AVAILABLE DATA:
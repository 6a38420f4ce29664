//! Screen state and the observable store that publishes it.
//!
//! # Design
//! Each view-model owns one `StateStore`. Renderers call `subscribe()` and
//! await `changed()` on the returned receiver; they decide when to redraw.
//! The store is a `tokio::sync::watch` channel, so a slow subscriber sees
//! the latest snapshot rather than a backlog.

use tokio::sync::watch;

/// Status of an async-backed screen. Exactly one variant is active.
#[derive(Debug, Clone, Default, PartialEq)]
pub enum ViewState<T> {
    #[default]
    Loading,
    Loaded(T),
    Error(String),
}

impl<T> ViewState<T> {
    pub fn is_loading(&self) -> bool {
        matches!(self, ViewState::Loading)
    }

    pub fn is_loaded(&self) -> bool {
        matches!(self, ViewState::Loaded(_))
    }

    /// The payload, present only while `Loaded`.
    pub fn payload(&self) -> Option<&T> {
        match self {
            ViewState::Loaded(payload) => Some(payload),
            _ => None,
        }
    }

    /// The message, present only while `Error`.
    pub fn error(&self) -> Option<&str> {
        match self {
            ViewState::Error(message) => Some(message),
            _ => None,
        }
    }
}

#[derive(Debug)]
pub struct StateStore<T> {
    tx: watch::Sender<ViewState<T>>,
}

impl<T> StateStore<T> {
    pub fn new() -> Self {
        let (tx, _rx) = watch::channel(ViewState::Loading);
        Self { tx }
    }

    /// Replace the current state and wake every subscriber.
    pub fn set(&self, state: ViewState<T>) {
        self.tx.send_replace(state);
    }

    /// Mutate the state in place. Subscribers are woken only when `f`
    /// returns `true`; the read and the write happen under one lock.
    pub fn update(&self, f: impl FnOnce(&mut ViewState<T>) -> bool) -> bool {
        self.tx.send_if_modified(f)
    }

    pub fn subscribe(&self) -> watch::Receiver<ViewState<T>> {
        self.tx.subscribe()
    }

    /// Read the current state without cloning it.
    pub fn with<R>(&self, f: impl FnOnce(&ViewState<T>) -> R) -> R {
        f(&self.tx.borrow())
    }
}

impl<T: Clone> StateStore<T> {
    pub fn snapshot(&self) -> ViewState<T> {
        self.tx.borrow().clone()
    }
}

impl<T> Default for StateStore<T> {
    fn default() -> Self {
        Self::new()
    }
}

WORK INSTRUCTION:
In the records above, return only the line that contains "self.tx.borrow().clone()" and every line after it through the last, exactly as they appear.

TASK SOLUTION:
        self.tx.borrow().clone()
    }
}

impl<T> Default for StateStore<T> {
    fn default() -> Self {
        Self::new()
    }
}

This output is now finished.